Problem requirements >> With the line containing "if (indices.len() as u64) >" as the start and the line containing "let message_action = match" as the end, transcribe that span of the entries below exactly, including both.

Stored data entries >>
*** Block opens ***
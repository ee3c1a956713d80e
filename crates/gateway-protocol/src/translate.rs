//! Translation between wire messages and the gateway's logical messages.
//!
//! - [`decode_input`]: `FixMessage` -> `InputMessage`, enforcing the
//!   tags each message type needs. Every entry of a market-data message is
//!   validated before anything is returned, so a bad entry drops the whole
//!   message instead of half-applying it.
//! - [`encode_output`]: `Outbound` -> `FixMessage`.

use std::str::FromStr;

use gateway_core::{
    ExecutionReport, Header, Heartbeat, InputMessage, Logon, Logout, MarketData,
    MarketDataKind, MdEntry, MdUpdateAction, OrdStatus, Outbound, OutputMessage, Side,
    TestRequest,
};
use rust_decimal::Decimal;

use crate::codec;
use crate::error::ProtocolError;
use crate::message::FixMessage;
use crate::tags::{self, msg_type};

// ============================================================================
// INPUT: counterparty -> gateway
// ============================================================================

/// Decode a wire message into a routable input message.
pub fn decode_input(msg: &FixMessage) -> Result<InputMessage, ProtocolError> {
    let kind = required_str(msg, tags::MSG_TYPE)?;

    match kind {
        msg_type::LOGON => decode_logon(msg).map(InputMessage::Logon),
        msg_type::HEARTBEAT => Ok(InputMessage::Heartbeat(Heartbeat {
            header: decode_header(msg)?,
            test_req_id: optional_string(msg, tags::TEST_REQ_ID),
        })),
        msg_type::TEST_REQUEST => Ok(InputMessage::TestRequest(TestRequest {
            header: decode_header(msg)?,
            test_req_id: optional_string(msg, tags::TEST_REQ_ID),
        })),
        msg_type::LOGOUT => Ok(InputMessage::Logout(Logout {
            header: decode_header(msg)?,
            text: optional_string(msg, tags::TEXT),
        })),
        msg_type::MARKET_DATA_SNAPSHOT => {
            decode_market_data(msg, MarketDataKind::Snapshot).map(InputMessage::MarketData)
        }
        msg_type::MARKET_DATA_INCREMENTAL => {
            decode_market_data(msg, MarketDataKind::Incremental).map(InputMessage::MarketData)
        }
        msg_type::EXECUTION_REPORT => {
            decode_execution_report(msg).map(InputMessage::ExecutionReport)
        }
        other => Err(ProtocolError::UnknownMessageType(other.to_string())),
    }
}

fn decode_header(msg: &FixMessage) -> Result<Header, ProtocolError> {
    Ok(Header {
        msg_seq_num: optional_parsed(msg, tags::MSG_SEQ_NUM)?,
        sender_comp_id: optional_string(msg, tags::SENDER_COMP_ID),
        target_comp_id: optional_string(msg, tags::TARGET_COMP_ID),
        sending_time: optional_string(msg, tags::SENDING_TIME),
    })
}

fn decode_logon(msg: &FixMessage) -> Result<Logon, ProtocolError> {
    Ok(Logon {
        msg_seq_num: required_parsed(msg, tags::MSG_SEQ_NUM)?,
        sender_comp_id: required_str(msg, tags::SENDER_COMP_ID)?.to_string(),
        target_comp_id: required_str(msg, tags::TARGET_COMP_ID)?.to_string(),
        sending_time: optional_string(msg, tags::SENDING_TIME),
        encrypt_method: optional_parsed(msg, tags::ENCRYPT_METHOD)?.unwrap_or(0),
        heart_bt_int: optional_parsed(msg, tags::HEART_BT_INT)?,
    })
}

fn decode_market_data(msg: &FixMessage, kind: MarketDataKind) -> Result<MarketData, ProtocolError> {
    let declared: u32 = required_parsed(msg, tags::NO_MD_ENTRIES)?;
    let indices = msg.group_indices();
    if (indices.len() as u64) < u64::from(declared) {
        return Err(ProtocolError::MissingRequiredTag(tags::MD_ENTRY_TYPE));
    }
    if (indices.len() as u64) > u64::from(declared) {
        return Err(ProtocolError::invalid(
            tags::NO_MD_ENTRIES,
            msg.get(tags::NO_MD_ENTRIES).unwrap_or_default(),
        ));
    }

    let message_action = match msg.get(tags::MD_UPDATE_ACTION) {
        Some(raw) => Some(parse_action(raw)?),
        None => None,
    };

    let mut entries = Vec::with_capacity(indices.len());
    for index in indices {
        let action = match kind {
            MarketDataKind::Snapshot => MdUpdateAction::New,
            MarketDataKind::Incremental => match msg.get_group(index, tags::MD_UPDATE_ACTION) {
                Some(raw) => parse_action(raw)?,
                None => message_action.unwrap_or(MdUpdateAction::New),
            },
        };

        let side_raw = required_group(msg, index, tags::MD_ENTRY_TYPE)?;
        let side = Side::from_md_entry_type(side_raw)
            .ok_or_else(|| ProtocolError::invalid(tags::MD_ENTRY_TYPE, side_raw))?;

        let price = parse_value::<Decimal>(
            tags::MD_ENTRY_PX,
            required_group(msg, index, tags::MD_ENTRY_PX)?,
        )?;

        let size = match action {
            MdUpdateAction::Delete => match non_empty(msg.get_group(index, tags::MD_ENTRY_SIZE)) {
                Some(raw) => parse_value::<u64>(tags::MD_ENTRY_SIZE, raw)?,
                None => 0,
            },
            MdUpdateAction::New | MdUpdateAction::Change => parse_value::<u64>(
                tags::MD_ENTRY_SIZE,
                required_group(msg, index, tags::MD_ENTRY_SIZE)?,
            )?,
        };

        entries.push(MdEntry {
            action,
            side,
            price,
            size,
        });
    }

    Ok(MarketData {
        header: decode_header(msg)?,
        kind,
        symbol: optional_string(msg, tags::SYMBOL),
        entries,
    })
}

fn decode_execution_report(msg: &FixMessage) -> Result<ExecutionReport, ProtocolError> {
    let cl_ord_id = required_str(msg, tags::CL_ORD_ID)?.to_string();

    let (status_tag, status_raw) = match non_empty(msg.get(tags::ORD_STATUS)) {
        Some(raw) => (tags::ORD_STATUS, raw),
        None => match non_empty(msg.get(tags::EXEC_TYPE)) {
            Some(raw) => (tags::EXEC_TYPE, raw),
            None => return Err(ProtocolError::MissingRequiredTag(tags::ORD_STATUS)),
        },
    };
    let ord_status =
        OrdStatus::from_fix(status_raw).ok_or_else(|| ProtocolError::invalid(status_tag, status_raw))?;

    let side = match non_empty(msg.get(tags::SIDE)) {
        Some(raw) => Some(Side::from_fix(raw).ok_or_else(|| ProtocolError::invalid(tags::SIDE, raw))?),
        None => None,
    };

    Ok(ExecutionReport {
        header: decode_header(msg)?,
        cl_ord_id,
        order_id: optional_string(msg, tags::ORDER_ID),
        exec_id: optional_string(msg, tags::EXEC_ID),
        exec_type: optional_string(msg, tags::EXEC_TYPE),
        ord_status,
        symbol: optional_string(msg, tags::SYMBOL),
        side,
        last_qty: optional_parsed(msg, tags::LAST_SHARES)?,
        last_px: optional_parsed(msg, tags::LAST_PX)?,
    })
}

// ============================================================================
// OUTPUT: gateway -> counterparty
// ============================================================================

/// Build the wire message for an outbound message.
pub fn encode_output(out: &Outbound) -> FixMessage {
    let mut msg = FixMessage::new();
    msg.set(tags::MSG_TYPE, out.message.msg_type())
        .set(tags::MSG_SEQ_NUM, out.header.msg_seq_num)
        .set(tags::SENDER_COMP_ID, &out.header.sender_comp_id)
        .set(tags::TARGET_COMP_ID, &out.header.target_comp_id)
        .set(tags::SENDING_TIME, &out.header.sending_time);

    match &out.message {
        OutputMessage::Logon(ack) => {
            msg.set(tags::ENCRYPT_METHOD, ack.encrypt_method)
                .set(tags::HEART_BT_INT, ack.heart_bt_int);
        }
        OutputMessage::Heartbeat(hb) => {
            if let Some(id) = &hb.test_req_id {
                msg.set(tags::TEST_REQ_ID, id);
            }
        }
        OutputMessage::Logout(logout) => {
            if let Some(text) = &logout.text {
                msg.set(tags::TEXT, text);
            }
        }
        OutputMessage::NewOrderSingle(order) => {
            msg.set(tags::CL_ORD_ID, &order.cl_ord_id)
                .set(tags::SYMBOL, &order.symbol)
                .set(tags::SIDE, order.side.as_fix())
                .set(tags::ORDER_QTY, order.quantity)
                .set(tags::PRICE, order.price)
                .set(tags::ORD_TYPE, order.order_type.as_fix())
                .set(tags::TRANSACT_TIME, &order.transact_time);
        }
    }

    msg
}

/// Encode an outbound message straight to bytes.
pub fn encode_outbound(out: &Outbound) -> Vec<u8> {
    codec::encode(&encode_output(out))
}

// -----------------------------------------------------------------------------
// Helpers
// -----------------------------------------------------------------------------

fn non_empty(value: Option<&str>) -> Option<&str> {
    value.filter(|v| !v.is_empty())
}

fn required_str(msg: &FixMessage, tag: u32) -> Result<&str, ProtocolError> {
    non_empty(msg.get(tag)).ok_or(ProtocolError::MissingRequiredTag(tag))
}

fn required_group(msg: &FixMessage, index: u32, tag: u32) -> Result<&str, ProtocolError> {
    non_empty(msg.get_group(index, tag)).ok_or(ProtocolError::MissingRequiredTag(tag))
}

fn optional_string(msg: &FixMessage, tag: u32) -> Option<String> {
    non_empty(msg.get(tag)).map(str::to_string)
}

fn parse_value<T: FromStr>(tag: u32, raw: &str) -> Result<T, ProtocolError> {
    raw.parse::<T>().map_err(|_| ProtocolError::invalid(tag, raw))
}

fn required_parsed<T: FromStr>(msg: &FixMessage, tag: u32) -> Result<T, ProtocolError> {
    parse_value(tag, required_str(msg, tag)?)
}

fn optional_parsed<T: FromStr>(msg: &FixMessage, tag: u32) -> Result<Option<T>, ProtocolError> {
    non_empty(msg.get(tag))
        .map(|raw| parse_value(tag, raw))
        .transpose()
}

fn parse_action(raw: &str) -> Result<MdUpdateAction, ProtocolError> {
    MdUpdateAction::from_fix(raw).ok_or_else(|| ProtocolError::invalid(tags::MD_UPDATE_ACTION, raw))
}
*** Block closes ***
Result of the task >>
    if (indices.len() as u64) > u64::from(declared) {
        return Err(ProtocolError::invalid(
            tags::NO_MD_ENTRIES,
            msg.get(tags::NO_MD_ENTRIES).unwrap_or_default(),
        ));
    }

    let message_action = match msg.get(tags::MD_UPDATE_ACTION) {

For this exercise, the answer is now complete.